- [WORK REQUIRED] The answer must be every line from the entries below that includes "cleared".

- [SUPPLIED MATERIAL]

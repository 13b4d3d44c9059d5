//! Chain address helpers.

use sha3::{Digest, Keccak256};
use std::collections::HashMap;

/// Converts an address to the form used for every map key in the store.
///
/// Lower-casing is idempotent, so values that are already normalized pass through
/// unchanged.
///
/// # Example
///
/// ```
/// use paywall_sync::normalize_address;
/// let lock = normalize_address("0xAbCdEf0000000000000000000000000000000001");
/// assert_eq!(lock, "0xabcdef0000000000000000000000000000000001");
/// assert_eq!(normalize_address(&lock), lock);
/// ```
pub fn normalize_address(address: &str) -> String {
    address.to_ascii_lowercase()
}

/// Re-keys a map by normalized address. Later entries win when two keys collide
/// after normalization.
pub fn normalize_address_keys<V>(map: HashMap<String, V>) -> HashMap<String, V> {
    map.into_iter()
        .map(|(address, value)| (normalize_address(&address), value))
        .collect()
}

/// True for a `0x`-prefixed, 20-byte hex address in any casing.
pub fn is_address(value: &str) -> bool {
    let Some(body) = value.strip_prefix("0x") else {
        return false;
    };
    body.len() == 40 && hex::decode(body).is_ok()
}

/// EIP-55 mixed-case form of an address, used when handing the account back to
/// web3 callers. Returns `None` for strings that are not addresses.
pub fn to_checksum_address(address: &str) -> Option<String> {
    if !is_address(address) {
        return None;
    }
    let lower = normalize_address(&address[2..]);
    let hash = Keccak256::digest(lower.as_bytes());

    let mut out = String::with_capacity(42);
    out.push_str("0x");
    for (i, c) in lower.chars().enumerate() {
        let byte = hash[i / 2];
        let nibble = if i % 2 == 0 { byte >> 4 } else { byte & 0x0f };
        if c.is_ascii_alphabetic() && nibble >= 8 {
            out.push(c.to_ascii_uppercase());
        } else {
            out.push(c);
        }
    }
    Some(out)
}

==

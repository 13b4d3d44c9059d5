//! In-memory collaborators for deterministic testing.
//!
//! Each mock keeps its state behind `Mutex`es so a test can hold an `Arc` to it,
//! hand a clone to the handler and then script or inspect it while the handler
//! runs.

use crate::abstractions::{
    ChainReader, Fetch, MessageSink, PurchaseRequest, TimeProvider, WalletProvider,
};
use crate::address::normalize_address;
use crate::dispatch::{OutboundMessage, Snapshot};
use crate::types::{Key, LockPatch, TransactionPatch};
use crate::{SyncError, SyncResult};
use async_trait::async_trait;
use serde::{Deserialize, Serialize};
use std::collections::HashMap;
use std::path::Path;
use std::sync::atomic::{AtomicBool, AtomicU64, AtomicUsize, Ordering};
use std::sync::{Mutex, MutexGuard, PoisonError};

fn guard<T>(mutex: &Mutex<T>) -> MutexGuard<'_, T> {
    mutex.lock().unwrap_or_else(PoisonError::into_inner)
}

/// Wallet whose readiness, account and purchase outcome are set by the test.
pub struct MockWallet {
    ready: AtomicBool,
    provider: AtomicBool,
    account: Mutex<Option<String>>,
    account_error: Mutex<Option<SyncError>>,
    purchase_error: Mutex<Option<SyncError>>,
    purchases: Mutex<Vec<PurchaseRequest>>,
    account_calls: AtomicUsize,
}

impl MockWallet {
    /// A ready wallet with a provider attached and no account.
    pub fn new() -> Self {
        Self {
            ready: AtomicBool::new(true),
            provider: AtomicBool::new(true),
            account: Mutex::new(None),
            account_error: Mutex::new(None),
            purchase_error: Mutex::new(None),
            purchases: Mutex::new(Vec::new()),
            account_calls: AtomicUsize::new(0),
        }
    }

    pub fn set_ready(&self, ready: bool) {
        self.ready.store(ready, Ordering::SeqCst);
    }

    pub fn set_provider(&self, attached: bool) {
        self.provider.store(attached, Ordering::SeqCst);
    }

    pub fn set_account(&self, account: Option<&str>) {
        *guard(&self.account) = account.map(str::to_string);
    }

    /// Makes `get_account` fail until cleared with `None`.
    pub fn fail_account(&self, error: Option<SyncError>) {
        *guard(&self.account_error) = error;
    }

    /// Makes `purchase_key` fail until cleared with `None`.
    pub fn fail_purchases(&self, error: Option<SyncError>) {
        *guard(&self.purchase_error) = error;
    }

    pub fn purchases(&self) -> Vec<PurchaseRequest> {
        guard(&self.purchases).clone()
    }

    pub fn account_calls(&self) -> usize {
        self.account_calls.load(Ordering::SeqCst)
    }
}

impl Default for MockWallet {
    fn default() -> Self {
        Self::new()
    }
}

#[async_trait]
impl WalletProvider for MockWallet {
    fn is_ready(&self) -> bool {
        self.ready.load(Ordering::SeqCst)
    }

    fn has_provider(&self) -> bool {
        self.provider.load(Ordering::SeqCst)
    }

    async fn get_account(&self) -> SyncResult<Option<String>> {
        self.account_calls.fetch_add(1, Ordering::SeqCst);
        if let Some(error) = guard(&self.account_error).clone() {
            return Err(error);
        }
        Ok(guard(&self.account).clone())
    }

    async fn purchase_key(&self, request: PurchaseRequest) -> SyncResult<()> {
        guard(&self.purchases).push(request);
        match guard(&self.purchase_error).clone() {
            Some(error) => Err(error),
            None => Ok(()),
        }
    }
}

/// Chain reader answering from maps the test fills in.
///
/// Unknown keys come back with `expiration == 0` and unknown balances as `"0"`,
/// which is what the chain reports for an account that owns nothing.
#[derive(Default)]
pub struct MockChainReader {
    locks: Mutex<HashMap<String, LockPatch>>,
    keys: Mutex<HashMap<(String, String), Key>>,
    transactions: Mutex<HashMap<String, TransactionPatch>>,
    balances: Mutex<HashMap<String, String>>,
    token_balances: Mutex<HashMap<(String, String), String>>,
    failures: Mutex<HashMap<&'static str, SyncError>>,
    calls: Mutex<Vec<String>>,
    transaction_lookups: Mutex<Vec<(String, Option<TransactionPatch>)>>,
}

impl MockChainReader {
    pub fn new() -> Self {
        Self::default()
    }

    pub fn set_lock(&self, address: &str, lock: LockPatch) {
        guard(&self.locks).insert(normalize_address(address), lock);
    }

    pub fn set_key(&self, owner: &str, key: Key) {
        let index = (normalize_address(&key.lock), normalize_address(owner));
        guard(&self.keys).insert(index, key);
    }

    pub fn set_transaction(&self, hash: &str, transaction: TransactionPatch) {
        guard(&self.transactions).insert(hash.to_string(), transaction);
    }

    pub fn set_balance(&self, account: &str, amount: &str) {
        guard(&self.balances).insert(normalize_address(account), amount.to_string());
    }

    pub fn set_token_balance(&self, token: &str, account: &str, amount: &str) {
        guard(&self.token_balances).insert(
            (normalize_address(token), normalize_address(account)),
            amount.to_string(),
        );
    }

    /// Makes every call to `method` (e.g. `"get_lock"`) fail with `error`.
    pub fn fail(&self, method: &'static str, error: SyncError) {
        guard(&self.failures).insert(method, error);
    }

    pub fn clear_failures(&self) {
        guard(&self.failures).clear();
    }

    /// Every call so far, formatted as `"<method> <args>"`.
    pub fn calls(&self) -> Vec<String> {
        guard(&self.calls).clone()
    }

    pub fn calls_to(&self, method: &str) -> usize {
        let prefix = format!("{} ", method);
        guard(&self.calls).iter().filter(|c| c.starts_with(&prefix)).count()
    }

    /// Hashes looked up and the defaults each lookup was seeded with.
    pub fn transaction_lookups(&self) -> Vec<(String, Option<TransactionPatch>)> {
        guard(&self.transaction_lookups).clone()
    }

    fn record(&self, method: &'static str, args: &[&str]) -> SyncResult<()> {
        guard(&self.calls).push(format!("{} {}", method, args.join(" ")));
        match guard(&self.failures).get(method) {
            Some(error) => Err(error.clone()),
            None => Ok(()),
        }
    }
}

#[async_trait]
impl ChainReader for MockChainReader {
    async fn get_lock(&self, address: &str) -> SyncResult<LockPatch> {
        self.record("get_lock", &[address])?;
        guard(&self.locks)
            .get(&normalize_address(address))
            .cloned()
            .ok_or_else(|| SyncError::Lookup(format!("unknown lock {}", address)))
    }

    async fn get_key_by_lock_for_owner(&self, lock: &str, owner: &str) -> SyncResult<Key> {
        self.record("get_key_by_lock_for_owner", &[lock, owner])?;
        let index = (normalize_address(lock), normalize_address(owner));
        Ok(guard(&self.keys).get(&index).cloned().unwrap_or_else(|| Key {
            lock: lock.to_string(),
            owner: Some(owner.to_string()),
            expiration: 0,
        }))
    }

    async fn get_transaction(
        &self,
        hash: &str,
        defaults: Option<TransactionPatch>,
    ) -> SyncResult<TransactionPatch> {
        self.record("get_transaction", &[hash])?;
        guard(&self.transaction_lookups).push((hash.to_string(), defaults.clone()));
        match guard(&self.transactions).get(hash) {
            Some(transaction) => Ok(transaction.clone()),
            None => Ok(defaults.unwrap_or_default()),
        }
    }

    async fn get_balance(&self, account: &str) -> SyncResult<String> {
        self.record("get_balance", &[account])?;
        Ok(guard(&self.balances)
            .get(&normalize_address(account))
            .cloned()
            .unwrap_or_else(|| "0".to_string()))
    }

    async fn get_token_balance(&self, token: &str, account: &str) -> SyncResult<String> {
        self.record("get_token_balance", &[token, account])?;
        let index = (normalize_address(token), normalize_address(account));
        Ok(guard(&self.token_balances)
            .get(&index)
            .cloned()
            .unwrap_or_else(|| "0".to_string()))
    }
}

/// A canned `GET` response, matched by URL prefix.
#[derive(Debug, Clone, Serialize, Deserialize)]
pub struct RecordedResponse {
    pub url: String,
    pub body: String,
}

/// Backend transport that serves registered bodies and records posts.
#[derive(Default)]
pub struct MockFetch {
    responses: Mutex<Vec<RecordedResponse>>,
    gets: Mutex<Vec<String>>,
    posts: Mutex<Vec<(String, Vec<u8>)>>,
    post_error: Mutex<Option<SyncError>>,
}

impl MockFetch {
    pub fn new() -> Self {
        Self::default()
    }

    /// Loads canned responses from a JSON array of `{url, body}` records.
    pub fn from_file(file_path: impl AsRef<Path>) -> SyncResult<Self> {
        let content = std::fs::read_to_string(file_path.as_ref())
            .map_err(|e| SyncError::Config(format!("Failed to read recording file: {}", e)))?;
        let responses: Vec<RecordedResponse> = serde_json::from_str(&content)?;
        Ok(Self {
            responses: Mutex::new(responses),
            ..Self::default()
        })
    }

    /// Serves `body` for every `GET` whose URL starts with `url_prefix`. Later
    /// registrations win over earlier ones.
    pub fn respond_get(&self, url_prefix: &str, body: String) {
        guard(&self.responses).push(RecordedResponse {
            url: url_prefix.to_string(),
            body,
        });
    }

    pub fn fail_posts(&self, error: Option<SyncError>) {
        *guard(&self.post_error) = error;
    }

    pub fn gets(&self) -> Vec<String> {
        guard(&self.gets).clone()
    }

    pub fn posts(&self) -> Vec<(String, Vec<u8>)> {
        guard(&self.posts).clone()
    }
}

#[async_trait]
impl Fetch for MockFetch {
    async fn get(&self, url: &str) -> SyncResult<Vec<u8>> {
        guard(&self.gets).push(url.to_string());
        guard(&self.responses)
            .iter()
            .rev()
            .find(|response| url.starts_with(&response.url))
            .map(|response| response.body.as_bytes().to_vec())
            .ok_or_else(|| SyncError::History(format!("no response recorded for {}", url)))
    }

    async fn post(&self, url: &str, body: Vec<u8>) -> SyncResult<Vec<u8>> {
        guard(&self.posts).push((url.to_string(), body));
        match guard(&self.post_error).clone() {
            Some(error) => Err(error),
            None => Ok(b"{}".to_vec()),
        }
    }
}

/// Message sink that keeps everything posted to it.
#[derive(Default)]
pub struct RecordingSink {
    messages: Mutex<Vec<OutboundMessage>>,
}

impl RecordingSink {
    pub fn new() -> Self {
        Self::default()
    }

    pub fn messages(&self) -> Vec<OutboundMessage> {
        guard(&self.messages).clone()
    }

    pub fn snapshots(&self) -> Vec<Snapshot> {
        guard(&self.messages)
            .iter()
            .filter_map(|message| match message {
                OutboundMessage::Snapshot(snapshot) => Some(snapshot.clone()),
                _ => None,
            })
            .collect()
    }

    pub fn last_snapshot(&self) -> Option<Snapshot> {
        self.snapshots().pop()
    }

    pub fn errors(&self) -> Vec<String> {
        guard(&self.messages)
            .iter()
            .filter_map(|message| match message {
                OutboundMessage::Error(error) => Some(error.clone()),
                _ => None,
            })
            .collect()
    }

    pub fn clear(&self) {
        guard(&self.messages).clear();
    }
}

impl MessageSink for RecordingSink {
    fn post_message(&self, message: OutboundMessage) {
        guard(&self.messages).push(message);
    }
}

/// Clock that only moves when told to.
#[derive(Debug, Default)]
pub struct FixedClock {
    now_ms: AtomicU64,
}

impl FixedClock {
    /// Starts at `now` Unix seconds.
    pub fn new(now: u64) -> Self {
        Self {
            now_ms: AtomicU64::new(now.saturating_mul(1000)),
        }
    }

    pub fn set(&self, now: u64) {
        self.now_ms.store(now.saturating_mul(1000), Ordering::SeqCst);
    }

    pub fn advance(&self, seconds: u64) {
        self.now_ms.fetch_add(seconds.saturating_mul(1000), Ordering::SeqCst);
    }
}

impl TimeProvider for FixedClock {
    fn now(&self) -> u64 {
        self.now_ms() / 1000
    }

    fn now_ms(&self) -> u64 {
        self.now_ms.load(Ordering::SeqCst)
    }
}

- [EXERCISE ANSWER]
    /// Makes `get_account` fail until cleared with `None`.
    /// Makes `purchase_key` fail until cleared with `None`.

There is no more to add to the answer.